■ **Description of the task**
Search the records for the string "headers" and return each line that has it.

* * * *

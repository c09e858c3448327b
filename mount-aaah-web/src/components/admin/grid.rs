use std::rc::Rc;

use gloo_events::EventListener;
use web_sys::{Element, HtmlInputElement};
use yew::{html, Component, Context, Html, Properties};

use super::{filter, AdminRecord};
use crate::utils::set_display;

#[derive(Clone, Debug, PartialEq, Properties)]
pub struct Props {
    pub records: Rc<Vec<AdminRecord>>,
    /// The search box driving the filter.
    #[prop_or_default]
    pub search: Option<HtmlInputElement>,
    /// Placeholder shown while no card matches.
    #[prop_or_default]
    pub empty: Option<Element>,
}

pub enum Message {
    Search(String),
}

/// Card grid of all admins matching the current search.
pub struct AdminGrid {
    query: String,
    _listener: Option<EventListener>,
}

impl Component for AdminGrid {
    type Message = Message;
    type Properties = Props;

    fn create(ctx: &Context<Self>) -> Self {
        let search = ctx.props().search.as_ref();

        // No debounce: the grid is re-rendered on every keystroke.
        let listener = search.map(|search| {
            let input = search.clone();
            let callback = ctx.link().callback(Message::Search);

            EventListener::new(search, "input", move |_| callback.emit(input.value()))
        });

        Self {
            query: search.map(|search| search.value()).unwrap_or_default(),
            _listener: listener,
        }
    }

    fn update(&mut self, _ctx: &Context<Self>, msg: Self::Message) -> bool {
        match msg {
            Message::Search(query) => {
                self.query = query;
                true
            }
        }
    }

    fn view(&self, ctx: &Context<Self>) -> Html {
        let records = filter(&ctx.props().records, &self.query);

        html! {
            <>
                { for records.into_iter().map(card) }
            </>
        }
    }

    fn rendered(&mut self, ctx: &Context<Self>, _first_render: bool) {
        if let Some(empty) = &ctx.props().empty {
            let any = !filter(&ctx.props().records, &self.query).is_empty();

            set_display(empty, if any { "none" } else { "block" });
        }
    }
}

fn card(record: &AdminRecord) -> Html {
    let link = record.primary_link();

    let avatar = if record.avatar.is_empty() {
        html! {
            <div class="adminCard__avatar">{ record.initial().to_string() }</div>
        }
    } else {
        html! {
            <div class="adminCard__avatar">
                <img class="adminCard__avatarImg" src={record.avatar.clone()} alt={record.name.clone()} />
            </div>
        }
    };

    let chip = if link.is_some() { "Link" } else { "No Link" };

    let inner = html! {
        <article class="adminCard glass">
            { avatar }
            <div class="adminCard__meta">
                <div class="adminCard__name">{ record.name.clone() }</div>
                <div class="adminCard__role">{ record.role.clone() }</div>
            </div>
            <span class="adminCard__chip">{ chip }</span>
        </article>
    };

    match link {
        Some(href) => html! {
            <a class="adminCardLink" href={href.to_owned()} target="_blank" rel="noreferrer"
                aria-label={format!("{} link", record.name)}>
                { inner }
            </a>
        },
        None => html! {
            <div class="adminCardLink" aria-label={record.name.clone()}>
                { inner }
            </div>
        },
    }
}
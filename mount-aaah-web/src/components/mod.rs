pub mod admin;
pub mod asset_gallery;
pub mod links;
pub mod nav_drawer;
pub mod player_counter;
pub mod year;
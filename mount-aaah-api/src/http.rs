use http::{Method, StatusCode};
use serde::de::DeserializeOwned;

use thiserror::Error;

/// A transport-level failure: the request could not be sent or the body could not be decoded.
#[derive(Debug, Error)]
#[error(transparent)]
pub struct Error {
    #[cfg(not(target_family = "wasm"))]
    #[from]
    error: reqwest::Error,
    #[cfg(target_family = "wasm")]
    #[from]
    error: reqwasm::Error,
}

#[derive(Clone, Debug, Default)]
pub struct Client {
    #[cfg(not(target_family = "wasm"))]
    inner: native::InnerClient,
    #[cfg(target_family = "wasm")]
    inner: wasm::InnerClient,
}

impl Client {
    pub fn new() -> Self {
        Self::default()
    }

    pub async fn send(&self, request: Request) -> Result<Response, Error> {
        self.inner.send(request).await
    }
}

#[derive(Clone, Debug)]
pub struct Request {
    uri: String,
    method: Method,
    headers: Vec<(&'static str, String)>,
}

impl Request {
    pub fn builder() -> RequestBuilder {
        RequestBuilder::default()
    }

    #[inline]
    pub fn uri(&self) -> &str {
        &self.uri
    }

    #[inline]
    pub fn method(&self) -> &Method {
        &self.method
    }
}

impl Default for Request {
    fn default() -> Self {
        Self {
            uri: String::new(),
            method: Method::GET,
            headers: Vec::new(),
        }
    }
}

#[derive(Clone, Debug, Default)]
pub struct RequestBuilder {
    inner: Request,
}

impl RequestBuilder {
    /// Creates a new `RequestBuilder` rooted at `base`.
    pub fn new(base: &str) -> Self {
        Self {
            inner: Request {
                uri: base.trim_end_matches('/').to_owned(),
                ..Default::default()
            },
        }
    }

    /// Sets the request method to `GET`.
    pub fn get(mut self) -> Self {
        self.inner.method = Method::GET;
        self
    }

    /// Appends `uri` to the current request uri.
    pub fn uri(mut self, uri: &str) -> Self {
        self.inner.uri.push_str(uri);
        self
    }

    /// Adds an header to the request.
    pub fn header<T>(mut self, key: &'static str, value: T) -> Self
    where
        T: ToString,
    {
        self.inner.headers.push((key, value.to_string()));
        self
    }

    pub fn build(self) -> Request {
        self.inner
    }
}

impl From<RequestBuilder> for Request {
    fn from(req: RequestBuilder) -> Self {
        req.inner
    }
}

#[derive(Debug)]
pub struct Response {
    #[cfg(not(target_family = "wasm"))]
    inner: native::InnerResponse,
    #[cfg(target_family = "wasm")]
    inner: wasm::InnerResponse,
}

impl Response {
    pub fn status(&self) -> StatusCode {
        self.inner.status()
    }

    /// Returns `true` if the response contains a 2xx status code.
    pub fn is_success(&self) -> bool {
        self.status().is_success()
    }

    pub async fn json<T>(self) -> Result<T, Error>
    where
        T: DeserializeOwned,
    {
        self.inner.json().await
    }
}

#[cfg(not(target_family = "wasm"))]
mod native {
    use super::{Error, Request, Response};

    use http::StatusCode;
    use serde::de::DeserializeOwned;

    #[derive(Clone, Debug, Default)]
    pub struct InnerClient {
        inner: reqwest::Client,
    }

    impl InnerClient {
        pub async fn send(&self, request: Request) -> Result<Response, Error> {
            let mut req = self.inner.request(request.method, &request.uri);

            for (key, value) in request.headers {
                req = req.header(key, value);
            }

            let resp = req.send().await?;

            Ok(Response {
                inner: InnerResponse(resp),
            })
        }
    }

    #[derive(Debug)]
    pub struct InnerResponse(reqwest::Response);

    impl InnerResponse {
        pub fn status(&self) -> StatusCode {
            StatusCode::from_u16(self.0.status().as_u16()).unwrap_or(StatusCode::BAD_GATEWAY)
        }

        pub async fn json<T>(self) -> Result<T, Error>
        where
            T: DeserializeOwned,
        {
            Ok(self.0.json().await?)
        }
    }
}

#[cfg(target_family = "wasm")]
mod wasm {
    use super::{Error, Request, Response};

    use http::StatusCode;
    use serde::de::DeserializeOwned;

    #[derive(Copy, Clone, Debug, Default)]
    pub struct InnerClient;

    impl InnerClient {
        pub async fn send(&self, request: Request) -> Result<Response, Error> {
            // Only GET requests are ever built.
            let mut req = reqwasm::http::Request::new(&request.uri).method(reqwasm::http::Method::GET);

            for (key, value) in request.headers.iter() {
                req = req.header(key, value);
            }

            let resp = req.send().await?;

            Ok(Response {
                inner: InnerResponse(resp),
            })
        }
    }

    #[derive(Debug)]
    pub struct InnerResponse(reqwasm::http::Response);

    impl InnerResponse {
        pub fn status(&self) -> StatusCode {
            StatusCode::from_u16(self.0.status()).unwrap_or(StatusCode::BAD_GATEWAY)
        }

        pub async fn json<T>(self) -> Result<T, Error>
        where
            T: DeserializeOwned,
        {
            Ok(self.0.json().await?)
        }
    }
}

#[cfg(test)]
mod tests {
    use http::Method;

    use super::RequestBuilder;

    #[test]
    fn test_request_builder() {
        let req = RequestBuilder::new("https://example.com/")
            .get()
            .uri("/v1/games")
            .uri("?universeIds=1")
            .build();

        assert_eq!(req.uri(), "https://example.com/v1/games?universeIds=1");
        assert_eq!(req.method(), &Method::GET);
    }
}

* * * *

■ **Answer box**
    headers: Vec<(&'static str, String)>,
            headers: Vec::new(),
        self.inner.headers.push((key, value.to_string()));
            for (key, value) in request.headers {
            for (key, value) in request.headers.iter() {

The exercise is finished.